Kitap Tanıtımı |
Bir Anadolu bilmecesinde Allahın hikmeti, kulun nimeti nedir? diye sorulur. Yanıt ekmektir.
Ekmeğe nimet der Anadolulu. Çünkü ekin, buğday ve ekmek, dünya tarihinde ilk kültür tarımının yapıldığı bölgelerden biri olan Anadoluda yaşayanların adeta genlerine sinmiştir. Yoksulu da varsılı da, hükmedeni de hükmedileni de doyuran ekmek, bir lûtuftur. Tanrılar esip gürleyince onların kızgınlıklarını yatıştırmak için, bol ekin verdiklerinde ise onlara şükür için sunulan adaktır. Bir Musevinin Tanrıya sunduğu ekmek mayasız olmalıdır. Bir Hıristiyan için ekmek İsadır. Bir Müslüman için kutsal bir yiyecektir; yere düşünce öpülüp alna götürülecek kadar kutsal. Tür ve pişirme yöntemleri açısından çağlara, ülkelere, bölgelere, yaşayışlara göre farklılık gösteren ekmek, bir kültürel değerdir aynı zamanda. Anadolu tasavvufunda çok önemli bir metafordur. Mevlânâ Divân-ı Kebirde seslenir: Ey bâtıl ümmet, ekmek için savaşın, ekmeğe koşun... Ve ekmek, alın terinin hak edilmiş karşılığıdır. Hepimiz biliriz; ekmekler ufalırken, insanlar mutsuzlaşır.

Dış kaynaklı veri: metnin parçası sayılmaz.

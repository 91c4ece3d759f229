//! Point cloud assets
//!
//! The renderer needs three external objects: the point mesh (quad geometry
//! plus its draw metadata), the material shader and the culling kernel.
//! Built-in versions ship with the crate; callers may substitute their own.

use crate::gpu::buffer_layouts::{GeometryMeta, QuadVertex};
use crate::renderer::error::{missing_asset, RendererResult};

/// Geometry drawn once per visible point
#[derive(Debug, Clone, PartialEq)]
pub struct PointMesh {
    pub vertices: Vec<QuadVertex>,
    pub indices: Vec<u32>,
    pub meta: GeometryMeta,
}

impl PointMesh {
    /// Unit quad with corners at (+-1, +-1), two triangles
    pub fn quad() -> Self {
        let vertices = vec![
            QuadVertex { corner: [-1.0, -1.0] },
            QuadVertex { corner: [1.0, -1.0] },
            QuadVertex { corner: [1.0, 1.0] },
            QuadVertex { corner: [-1.0, 1.0] },
        ];
        let indices = vec![0, 1, 2, 0, 2, 3];
        let meta = GeometryMeta {
            index_count: indices.len() as u32,
            start_index: 0,
            base_vertex: 0,
        };

        Self {
            vertices,
            indices,
            meta,
        }
    }
}

/// WGSL source of the point material
#[derive(Debug, Clone, PartialEq)]
pub struct MaterialSource {
    pub label: String,
    pub wgsl: String,
}

impl MaterialSource {
    pub fn builtin() -> Self {
        Self {
            label: "Point Material".to_string(),
            wgsl: include_str!("shaders/point_render.wgsl").to_string(),
        }
    }
}

/// WGSL source of the culling kernel
#[derive(Debug, Clone, PartialEq)]
pub struct KernelSource {
    pub label: String,
    pub wgsl: String,
}

impl KernelSource {
    pub fn builtin() -> Self {
        Self {
            label: "Point Culling Kernel".to_string(),
            wgsl: include_str!("shaders/point_cull.wgsl").to_string(),
        }
    }
}

/// Asset references; every one must be set before initialization
#[derive(Debug, Clone, Default)]
pub struct PointCloudAssets {
    pub mesh: Option<PointMesh>,
    pub material: Option<MaterialSource>,
    pub kernel: Option<KernelSource>,
}

/// Borrowed view of a fully populated asset set
pub struct ResolvedAssets<'a> {
    pub mesh: &'a PointMesh,
    pub material: &'a MaterialSource,
    pub kernel: &'a KernelSource,
}

impl PointCloudAssets {
    /// All built-in assets
    pub fn builtin() -> Self {
        Self {
            mesh: Some(PointMesh::quad()),
            material: Some(MaterialSource::builtin()),
            kernel: Some(KernelSource::builtin()),
        }
    }

    /// Fail with InvalidConfiguration on the first unset reference
    pub fn resolve(&self) -> RendererResult<ResolvedAssets<'_>> {
        let mesh = self.mesh.as_ref().ok_or_else(|| missing_asset("mesh"))?;
        let material = self
            .material
            .as_ref()
            .ok_or_else(|| missing_asset("material"))?;
        let kernel = self.kernel.as_ref().ok_or_else(|| missing_asset("kernel"))?;

        if mesh.indices.is_empty() || mesh.meta.index_count == 0 {
            return Err(crate::error::EngineError::invalid_config(
                "mesh",
                "point mesh has no indices",
            ));
        }

        Ok(ResolvedAssets {
            mesh,
            material,
            kernel,
        })
    }
}

#[cfg(test)]
mod tests {
    use super::*;
    use crate::constants::{culling, material};
    use crate::error::EngineError;

    #[test]
    fn test_quad_meta() {
        let mesh = PointMesh::quad();
        assert_eq!(mesh.vertices.len(), 4);
        assert_eq!(mesh.meta.index_count, 6);
        assert_eq!(mesh.meta.start_index, 0);
        assert_eq!(mesh.meta.base_vertex, 0);
        assert!(mesh.indices.iter().all(|&i| (i as usize) < mesh.vertices.len()));
    }

    #[test]
    fn test_default_assets_are_unset() {
        let assets = PointCloudAssets::default();
        match assets.resolve() {
            Err(EngineError::InvalidConfiguration { field, .. }) => assert_eq!(field, "mesh"),
            Err(other) => panic!("unexpected {:?}", other),
            Ok(_) => panic!("unset assets resolved"),
        }

        let without_kernel = PointCloudAssets {
            kernel: None,
            ..PointCloudAssets::builtin()
        };
        match without_kernel.resolve() {
            Err(EngineError::InvalidConfiguration { field, .. }) => assert_eq!(field, "kernel"),
            Err(other) => panic!("unexpected {:?}", other),
            Ok(_) => panic!("missing kernel resolved"),
        }

        assert!(PointCloudAssets::builtin().resolve().is_ok());
    }

    #[test]
    fn test_builtin_shaders_match_constants() {
        let kernel = KernelSource::builtin();
        assert!(kernel
            .wgsl
            .contains(&format!("@workgroup_size({})", culling::WORKGROUP_SIZE)));
        assert!(kernel
            .wgsl
            .contains(&format!("fn {}(", culling::CULL_ENTRY_POINT)));
        assert!(kernel
            .wgsl
            .contains(&format!(
                "SIZE_REFERENCE_DISTANCE: f32 = {:?};",
                culling::SIZE_REFERENCE_DISTANCE
            )));

        let material_source = MaterialSource::builtin();
        assert!(material_source
            .wgsl
            .contains(&format!("fn {}(", material::VERTEX_ENTRY_POINT)));
        assert!(material_source
            .wgsl
            .contains(&format!("fn {}(", material::FRAGMENT_ENTRY_POINT)));
    }
}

Nimet Geldi Ekine Türkiyenin Ekmeklerinin Öyküsü, Artun Ünsalın Anadoludaki peynir ve zeytin/zeytinyağı kültürlerini araştırma serüveninin ardından, yazarı ve okuru kültürümüzde yeni ufuklara taşıyan yeni bir yolculuk. Dünyada kişi başına en çok tahıl tüketilen ülkelerden biri olan, yüzlerce çeşit ekmeğin yapıldığı Türkiyede, ekmeğin öyküsü ihmal edilemezdi kuşkusuz. Artun Ünsal ve Murat Germenin, Marmaradan Egeye, Karadenizden Doğu ve Güneydoğu Anadoluya, Akdenizden İç Anadoluya uzanarak giriştikleri bu keşif yolculuğu yalnızca Türkiyenin ekmeklerinin öyküsünü değil, Türkiyeyi ve Türkiyeliyi de anlatıyor bize.
Kapak Fotoğrafı: İvriz Kaya Kabartması, Konya-Ereğli, M.Ö. 8. yüzyıl.
Fotoğraflar: Murat Germen
Tadımlık
SUNUŞ
Yürü bre yalan dünya
Sana konan göçer bir gün
İnsan bir ekin misâli
Seni eken biçer bir gün
Karacaoğlan
Ekin, buğday ve ekmek, dünya tarihinde kültür tarımını başlatan ilk bölgelerden biri olan Anadoluda yaşayanların adeta genlerine sinmiştir. Bugün bile, ekmeksiz bir yaşamı düşünemez insanımız. Yoksul olsun, varsıl olsun fark etmez; önce ekmek lokmasını ağzına atar, sonra tabağındaki zeytini, peyniri, eti ekmeğine katık eder. Oysa Batılı ülkelerden birinde olsaydınız, insanların yemek biçiminin daha değişik olduğunu hemen görürdünüz: Çatal önce tabağa gider, sonra el ekmek lokmasına yönelir. Bizde ekmek azık, onlardaysa katıktır; biz önce ekmekle başlarız, onlar ise yiyecekle. Ancak, kültürler farklı olsa da ekmek tutkusu tüm insanları birleştirir. Geçmişten günümüze, kıtadan kıtaya, bir iklimden ötekine, ülkeden ülkeye, coğrafya ve kültüre göre, adları, yapılış biçimleri pişirme teknikleri ve tatları ne denli değişik olursa olsun, ekmek başlı başına bir yiyecek, hem de vazgeçilmez bir katıktır insanlar için. Bu yüzden de, dünyada en çok üretilen ve tüketilen temel besin kaynağı hangisidir? sorusu kimseye zor gelmez; yanıt bellidir çünkü: Ekmek.
Ana sütümüzün eşsiz lezzetini sadece ekmekte bulabiliriz yeniden. Fransız için has buğday unundan baguette yani baston ekmeği, Türk için somun ve pide, Amerikalı için susamlı burger ekmeği, İsveçli için çavdar ekmeği, Hintli için darı unundan chapati, Meksikalı için mısır unundan tortilla ulusal kimliğinin bir parçasıdır. Tıpkı, bir Japon veya Çinli için bir kâse haşlanmış pirincin ya da bir Afrikalı için kinoa tohumlarından öğüttüğü undan yaptığı ekmeklerin ifade ettiği anlamı taşır onlar da.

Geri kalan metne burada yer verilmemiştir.